Tmux / status bar integration. One-liner mode (cleo today, cleo tomorrow) was designed partly for this. Piping cleo "next event" into a tmux status bar or a menu bar widget would put your next calendar item on screen at all times, without opening any app.
Natural language time parsing improvements. The current implementation relies on the model to translate “tomorrow morning” or “next Friday” into ISO8601 timestamps, which it does well but not perfectly across edge cases (relative references at the end of a month, week boundaries). Adding a dedicated time-parsing library like dateparser as a preprocessing step would tighten this up before the model ever sees the input.
A More Meta View
Coming back to where I started: I think personal software is one of the most underexplored opportunities in the AI era. Cleo exists because I wanted something tailored to my workflow rather than a more generalized program that I adapt to. Building it took a late night of planning and a morning of wiring things together. That’s a very different calculation than it was two years ago.
The natural next step is a V2 that goes deeper into the productivity layer. I’ve been using a modified version of David Allen’s method in Getting Things Done to manage my life for the past few years and now I’m thinking about how to expand on the calendar and create a larger productivity system. It will need a place for projects to live in addition to the calendar, so I’m exploring options like Notion and Obsidian. I could also self host but there is no reason to create work for its own sake.

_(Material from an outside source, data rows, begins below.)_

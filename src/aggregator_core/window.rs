//! Event-time window aggregation over a device population
//!
//! One window is shared by every device. The watermark is the `ts` of the
//! reading that opened the window; the first reading whose `ts` is at least
//! `interval` seconds past it closes the window. The closing reading is
//! accumulated before the flush, so it belongs to the window it closes.

use super::normalizer::{DeviceId, Reading, ReadingError};
use super::reducers::{DispatchTable, ReducedValue};
use serde::Serialize;
use serde_json::Value;
use std::collections::{BTreeMap, HashMap};

pub const DEFAULT_INTERVAL_SECS: i64 = 60;

/// One device's reduced values for a closed window
#[derive(Debug, Clone, PartialEq, Serialize)]
pub struct Summary {
    pub id: DeviceId,
    pub ts: i64,
    #[serde(flatten)]
    pub fields: BTreeMap<String, ReducedValue>,
}

/// Summaries emitted by one flush, ordered by device id
#[derive(Debug, Clone, PartialEq)]
pub struct Batch {
    pub closing_ts: i64,
    pub summaries: Vec<Summary>,
}

impl Batch {
    /// Wire form: a JSON array of summaries
    pub fn to_json(&self) -> Result<String, serde_json::Error> {
        serde_json::to_string(&self.summaries)
    }

    pub fn len(&self) -> usize {
        self.summaries.len()
    }

    pub fn is_empty(&self) -> bool {
        self.summaries.is_empty()
    }

    pub fn summary_for(&self, id: &DeviceId) -> Option<&Summary> {
        self.summaries.iter().find(|s| &s.id == id)
    }
}

#[derive(Debug, Clone, Copy, PartialEq, Eq)]
pub enum WindowPhase {
    /// No reading parsed yet
    Warming,
    Accumulating,
}

#[derive(Debug, Clone, Copy, Default, PartialEq, Eq)]
pub struct WindowStats {
    pub readings: u64,
    pub malformed: u64,
    pub flushes: u64,
    pub dropped_reductions: u64,
}

/// Per-field samples for one device, in arrival order
#[derive(Debug, Clone, Default)]
pub struct DeviceSamples {
    fields: HashMap<String, Vec<Value>>,
}

impl DeviceSamples {
    pub fn push(&mut self, field: &str, value: Value) {
        self.fields.entry(field.to_string()).or_default().push(value);
    }

    pub fn samples(&self, field: &str) -> Option<&[Value]> {
        self.fields.get(field).map(|v| v.as_slice())
    }

    pub fn field_count(&self) -> usize {
        self.fields.len()
    }
}

pub struct WindowAggregator {
    interval: i64,
    dispatch: DispatchTable,
    window_start: Option<i64>,
    accumulated: BTreeMap<DeviceId, DeviceSamples>,
    stats: WindowStats,
}

impl WindowAggregator {
    pub fn new(interval: i64) -> Self {
        Self::with_dispatch(interval, DispatchTable::standard())
    }

    pub fn with_dispatch(interval: i64, dispatch: DispatchTable) -> Self {
        Self {
            interval,
            dispatch,
            window_start: None,
            accumulated: BTreeMap::new(),
            stats: WindowStats::default(),
        }
    }

    pub fn interval(&self) -> i64 {
        self.interval
    }

    pub fn phase(&self) -> WindowPhase {
        match self.window_start {
            None => WindowPhase::Warming,
            Some(_) => WindowPhase::Accumulating,
        }
    }

    pub fn window_start(&self) -> Option<i64> {
        self.window_start
    }

    pub fn stats(&self) -> WindowStats {
        self.stats
    }

    pub fn device_count(&self) -> usize {
        self.accumulated.len()
    }

    pub fn samples(&self, id: &DeviceId) -> Option<&DeviceSamples> {
        self.accumulated.get(id)
    }

    /// Parse and ingest one raw line.
    ///
    /// A malformed line is counted and returned as an error; it leaves the
    /// watermark and the accumulated samples untouched.
    pub fn ingest_line(&mut self, line: &str) -> Result<Option<Batch>, ReadingError> {
        match Reading::from_jsonl(line) {
            Ok(reading) => Ok(self.ingest(reading)),
            Err(e) => {
                self.stats.malformed += 1;
                Err(e)
            }
        }
    }

    /// Accumulate one reading and flush if it closes the window
    pub fn ingest(&mut self, reading: Reading) -> Option<Batch> {
        let Reading { id, ts, fields } = reading;
        let window_start = *self.window_start.get_or_insert(ts);
        self.stats.readings += 1;

        // The closing reading belongs to the window it closes
        let device = self.accumulated.entry(id).or_default();
        for (field, value) in fields {
            device.push(&field, value);
        }

        // Saturates on extreme timestamps instead of overflowing
        if ts.saturating_sub(window_start) >= self.interval {
            Some(self.flush(ts))
        } else {
            None
        }
    }

    fn flush(&mut self, closing_ts: i64) -> Batch {
        // Every device starts the next window empty
        let accumulated = std::mem::take(&mut self.accumulated);
        self.window_start = Some(closing_ts);
        self.stats.flushes += 1;

        let mut summaries = Vec::with_capacity(accumulated.len());
        for (id, device) in accumulated {
            let mut fields = BTreeMap::new();

            for (field, samples) in &device.fields {
                // Fields without a reducer (id, ts, mac, ...) are not summarized
                let Some(reducer) = self.dispatch.reducer_for(field) else {
                    continue;
                };
                match reducer.apply(samples) {
                    Ok(value) => {
                        fields.insert(field.clone(), value);
                    }
                    Err(e) => {
                        // Only this field is lost; the rest of the summary stands
                        self.stats.dropped_reductions += 1;
                        log::warn!(
                            "⚠️  Dropping {} for device {} ({}): {}",
                            field,
                            id,
                            reducer.as_str(),
                            e
                        );
                    }
                }
            }

            summaries.push(Summary {
                id,
                ts: closing_ts,
                fields,
            });
        }

        log::debug!(
            "Window closed at {}: {} summaries",
            closing_ts,
            summaries.len()
        );

        Batch {
            closing_ts,
            summaries,
        }
    }
}

impl Default for WindowAggregator {
    fn default() -> Self {
        Self::new(DEFAULT_INTERVAL_SECS)
    }
}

Another big question is how to improve capture. Right now Cleo only exists in the terminal, which means anything I want to add has to happen at my desk. My current thinking is a lightweight Notion page, or something similarly phone-accessible, that acts as an inbox. Cleo would pull from it on a schedule, parse the entries, and turn them into calendar events, update projects, or create reminders without me having to touch the terminal. That closes the loop from “thought I had while walking” to “thing on my calendar” without any manual step.
The important constraint is keeping this simple. It would be straightforward to turn this into a full-stack app with a database, a web UI, and user accounts, but that feels like overkill (for now at least). I think the current iteration of the app draws a lot of power from its simplicity and I want to keep that going as long as possible.